Your goal
Report each line of the records where "application" occurs.

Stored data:
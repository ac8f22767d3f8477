//! REST surface over the core.
//!
//! Handlers resolve the caller with [`auth::Principal`], call one core operation
//! and wrap the result in the [`response`] envelope. Errors become responses
//! through the `IntoResponse` impl in [`error`].

use crate::{config::server::create_cors_layer, core::context::CoreContext};
use axum::{
    Router,
    routing::{get, post},
};
use tower_http::trace::TraceLayer;

/// Request principal extraction
pub mod auth;
/// HTTP status and body mapping for errors
pub mod error;
/// Enveloped JSON and query extractors
pub mod extract;
/// Endpoint handlers
pub mod handlers;
/// Response envelope helpers
pub mod response;

use handlers::{halls, health, movies, purchases, sessions, users};

/// State shared by every handler.
#[derive(Debug, Clone)]
pub struct AppState {
    /// Core handles
    pub core: CoreContext,
}

/// Builds the application router.
pub fn router(state: AppState) -> Router {
    Router::new()
        .route("/health", get(health::health_check))
        .route("/me", get(users::me))
        .route("/movies", get(movies::list_movies).post(movies::create_movie))
        .route(
            "/movies/:id",
            get(movies::get_movie)
                .put(movies::update_movie)
                .delete(movies::delete_movie),
        )
        .route("/halls", get(halls::list_halls).post(halls::create_hall))
        .route(
            "/halls/:id",
            get(halls::get_hall)
                .put(halls::update_hall)
                .delete(halls::delete_hall),
        )
        .route(
            "/sessions",
            get(sessions::list_sessions).post(sessions::create_session),
        )
        .route("/sessions/today", get(sessions::todays_sessions))
        .route(
            "/sessions/:id",
            get(sessions::get_session)
                .put(sessions::update_session)
                .delete(sessions::delete_session),
        )
        .route("/sessions/:id/seats", get(sessions::seats))
        .route("/sessions/:id/purchases", post(purchases::create_purchase))
        .route("/purchases", get(purchases::my_purchases))
        .route(
            "/users/:user_id/purchases/:purchase_id",
            get(purchases::get_purchase),
        )
        .layer(TraceLayer::new_for_http())
        .layer(create_cors_layer())
        .with_state(state)
}

#[cfg(test)]
mod tests {
    #![allow(clippy::unwrap_used)]
    use super::*;
    use crate::{errors::Result, test_utils::*};
    use axum::{
        body::{Body, to_bytes},
        http::{Method, Request, StatusCode, header},
    };
    use serde_json::{Value, json};
    use tower::ServiceExt;

    async fn call(
        app: &Router,
        method: Method,
        uri: &str,
        token: Option<&str>,
        body: Option<Value>,
    ) -> (StatusCode, Value) {
        let mut request = Request::builder().method(method).uri(uri);
        if let Some(token) = token {
            request = request.header(header::AUTHORIZATION, format!("Token {token}"));
        }
        let request = match body {
            Some(body) => request
                .header(header::CONTENT_TYPE, "application/json")
                .body(Body::from(body.to_string()))
                .unwrap(),
            None => request.body(Body::empty()).unwrap(),
        };

        let response = app.clone().oneshot(request).await.unwrap();
        let status = response.status();
        let bytes = to_bytes(response.into_body(), usize::MAX).await.unwrap();
        let value = serde_json::from_slice(&bytes).unwrap_or(Value::Null);
        (status, value)
    }

    async fn app() -> Result<(BoxOfficeFixture, Router)> {
        let fixture = BoxOfficeFixture::new().await?;
        let app = router(AppState {
            core: fixture.ctx.clone(),
        });
        Ok((fixture, app))
    }

    #[tokio::test]
    async fn test_health() -> Result<()> {
        let (_fixture, app) = app().await?;
        let (status, body) = call(&app, Method::GET, "/health", None, None).await;
        assert_eq!(status, StatusCode::OK);
        assert_eq!(body["data"]["status"], "ok");
        Ok(())
    }

    #[tokio::test]
    async fn test_me_requires_token() -> Result<()> {
        let (_fixture, app) = app().await?;

        let (status, body) = call(&app, Method::GET, "/me", None, None).await;
        assert_eq!(status, StatusCode::UNAUTHORIZED);
        assert_eq!(body["success"], false);
        assert_eq!(body["error"]["code"], "AUTH_ERROR");

        let (status, _) = call(&app, Method::GET, "/me", Some("bogus"), None).await;
        assert_eq!(status, StatusCode::UNAUTHORIZED);

        let (status, body) = call(&app, Method::GET, "/me", Some("customer-token"), None).await;
        assert_eq!(status, StatusCode::OK);
        assert_eq!(body["data"]["username"], "customer");
        assert_eq!(body["data"]["role"], "customer");
        assert_eq!(body["data"]["wallet"], "10000.00");
        Ok(())
    }

    #[tokio::test]
    async fn test_hall_permissions() -> Result<()> {
        let (_fixture, app) = app().await?;
        let payload = json!({ "name": "Red Hall", "seats": 50 });

        let (status, _) = call(&app, Method::POST, "/halls", None, Some(payload.clone())).await;
        assert_eq!(status, StatusCode::UNAUTHORIZED);

        let (status, body) = call(
            &app,
            Method::POST,
            "/halls",
            Some("customer-token"),
            Some(payload.clone()),
        )
        .await;
        assert_eq!(status, StatusCode::FORBIDDEN);
        assert_eq!(body["error"]["code"], "PERMISSION_DENIED");

        let (status, body) =
            call(&app, Method::POST, "/halls", Some("staff-token"), Some(payload)).await;
        assert_eq!(status, StatusCode::CREATED);
        assert_eq!(body["data"]["seats"], 50);

        let (status, _) = call(&app, Method::GET, "/halls", Some("customer-token"), None).await;
        assert_eq!(status, StatusCode::FORBIDDEN);

        let (status, body) = call(
            &app,
            Method::POST,
            "/halls",
            Some("staff-token"),
            Some(json!({ "name": "Tiny", "seats": 5 })),
        )
        .await;
        assert_eq!(status, StatusCode::BAD_REQUEST);
        assert_eq!(body["error"]["code"], "VALIDATION_ERROR");
        Ok(())
    }

    #[tokio::test]
    async fn test_session_conflict_over_http() -> Result<()> {
        let (fixture, app) = app().await?;
        let showing = fixture.scenario_session().await?;

        let overlapping = json!({
            "hall_id": showing.hall_id,
            "movie_id": showing.movie_id,
            "start_date": "2025-01-05",
            "end_date": "2025-01-08",
            "start_time": "19:00:00",
            "end_time": "21:00:00",
            "price": "12.50",
        });
        let (status, body) = call(
            &app,
            Method::POST,
            "/sessions",
            Some("staff-token"),
            Some(overlapping),
        )
        .await;
        assert_eq!(status, StatusCode::CONFLICT);
        assert_eq!(body["error"]["details"]["session_id"], showing.id);

        let later = json!({
            "hall_id": showing.hall_id,
            "movie_id": showing.movie_id,
            "start_date": "2025-01-11",
            "end_date": "2025-01-15",
            "start_time": "19:00:00",
            "end_time": "21:00:00",
            "price": "12.50",
        });
        let (status, body) =
            call(&app, Method::POST, "/sessions", Some("staff-token"), Some(later)).await;
        assert_eq!(status, StatusCode::CREATED);
        assert_eq!(body["data"]["price"], "12.50");
        Ok(())
    }

    #[tokio::test]
    async fn test_purchase_flow_over_http() -> Result<()> {
        let (fixture, app) = app().await?;
        let showing = fixture.scenario_session().await?;
        let uri = format!("/sessions/{}/purchases", showing.id);

        let (status, body) = call(
            &app,
            Method::POST,
            &uri,
            Some("customer-token"),
            Some(json!({ "quantity": 51, "show_date": "2025-01-05" })),
        )
        .await;
        assert_eq!(status, StatusCode::BAD_REQUEST);
        assert_eq!(body["error"]["code"], "INSUFFICIENT_CAPACITY");
        assert_eq!(body["error"]["details"]["available"], 50);

        let (status, body) = call(
            &app,
            Method::POST,
            &uri,
            Some("customer-token"),
            Some(json!({ "quantity": 2, "show_date": "2025-01-05" })),
        )
        .await;
        assert_eq!(status, StatusCode::CREATED);
        assert_eq!(body["data"]["total"], "20.00");
        let purchase_id = body["data"]["purchase"]["id"].as_i64().unwrap();

        let (status, body) = call(
            &app,
            Method::GET,
            &format!("/sessions/{}/seats?date=2025-01-05", showing.id),
            None,
            None,
        )
        .await;
        assert_eq!(status, StatusCode::OK);
        assert_eq!(body["data"]["availability"][0]["free_seats"], 48);

        let (status, body) =
            call(&app, Method::GET, "/purchases", Some("customer-token"), None).await;
        assert_eq!(status, StatusCode::OK);
        assert_eq!(body["data"]["total"], "20.00");

        let detail = format!("/users/{}/purchases/{purchase_id}", fixture.customer_id);
        let (status, _) = call(&app, Method::GET, &detail, Some("staff-token"), None).await;
        assert_eq!(status, StatusCode::OK);

        let (status, body) = call(
            &app,
            Method::DELETE,
            &format!("/sessions/{}", showing.id),
            Some("staff-token"),
            None,
        )
        .await;
        assert_eq!(status, StatusCode::FORBIDDEN);
        assert_eq!(body["error"]["code"], "FORBIDDEN");
        Ok(())
    }

    #[tokio::test]
    async fn test_todays_sessions_over_http() -> Result<()> {
        let (fixture, app) = app().await?;
        let showing = fixture.scenario_session().await?;

        let (status, body) = call(
            &app,
            Method::GET,
            &format!("/sessions/today?hall={}&start_time=17:00:00", showing.hall_id),
            None,
            None,
        )
        .await;
        assert_eq!(status, StatusCode::OK);
        assert_eq!(body["data"][0]["id"], showing.id);

        let (status, body) = call(
            &app,
            Method::GET,
            "/sessions/today?end_time=17:00:00",
            None,
            None,
        )
        .await;
        assert_eq!(status, StatusCode::OK);
        assert_eq!(body["data"].as_array().map(Vec::len), Some(0));
        Ok(())
    }

    #[tokio::test]
    async fn test_malformed_bodies_use_error_envelope() -> Result<()> {
        let (fixture, app) = app().await?;
        let showing = fixture.scenario_session().await?;

        let (status, body) = call(
            &app,
            Method::POST,
            "/halls",
            Some("staff-token"),
            Some(json!({ "name": "Blue Hall", "seats": "many" })),
        )
        .await;
        assert_eq!(status, StatusCode::BAD_REQUEST);
        assert_eq!(body["success"], false);
        assert_eq!(body["error"]["code"], "VALIDATION_ERROR");

        let (status, body) = call(
            &app,
            Method::POST,
            &format!("/sessions/{}/purchases", showing.id),
            Some("customer-token"),
            Some(json!({ "quantity": 1 })),
        )
        .await;
        assert_eq!(status, StatusCode::BAD_REQUEST);
        assert_eq!(body["error"]["code"], "VALIDATION_ERROR");

        let request = Request::builder()
            .method(Method::POST)
            .uri("/movies")
            .header(header::AUTHORIZATION, "Token staff-token")
            .header(header::CONTENT_TYPE, "application/json")
            .body(Body::from("{not json"))
            .unwrap();
        let response = app.clone().oneshot(request).await.unwrap();
        assert_eq!(response.status(), StatusCode::BAD_REQUEST);
        let bytes = to_bytes(response.into_body(), usize::MAX).await.unwrap();
        let body: Value = serde_json::from_slice(&bytes).unwrap();
        assert_eq!(body["error"]["code"], "VALIDATION_ERROR");

        let (status, body) =
            call(&app, Method::GET, "/sessions/today?hall=red", None, None).await;
        assert_eq!(status, StatusCode::BAD_REQUEST);
        assert_eq!(body["error"]["code"], "VALIDATION_ERROR");
        Ok(())
    }

    #[tokio::test]
    async fn test_seats_outside_run_are_rejected() -> Result<()> {
        let (fixture, app) = app().await?;
        let showing = fixture.scenario_session().await?;

        for date in ["2025-01-11", "2024-12-31"] {
            let uri = format!("/sessions/{}/seats?date={date}", showing.id);
            let (status, body) = call(&app, Method::GET, &uri, None, None).await;
            assert_eq!(status, StatusCode::BAD_REQUEST);
            assert_eq!(body["error"]["code"], "VALIDATION_ERROR");
        }

        let uri = format!("/sessions/{}/seats?date=2025-01-10", showing.id);
        let (status, body) = call(&app, Method::GET, &uri, None, None).await;
        assert_eq!(status, StatusCode::OK);
        assert_eq!(body["data"]["availability"][0]["free_seats"], 50);
        Ok(())
    }

    #[tokio::test]
    async fn test_unknown_session_is_404() -> Result<()> {
        let (_fixture, app) = app().await?;
        let (status, body) = call(&app, Method::GET, "/sessions/404", None, None).await;
        assert_eq!(status, StatusCode::NOT_FOUND);
        assert_eq!(body["error"]["code"], "NOT_FOUND");
        Ok(())
    }
}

Response box
/// Builds the application router.
                .header(header::CONTENT_TYPE, "application/json")
            .header(header::CONTENT_TYPE, "application/json")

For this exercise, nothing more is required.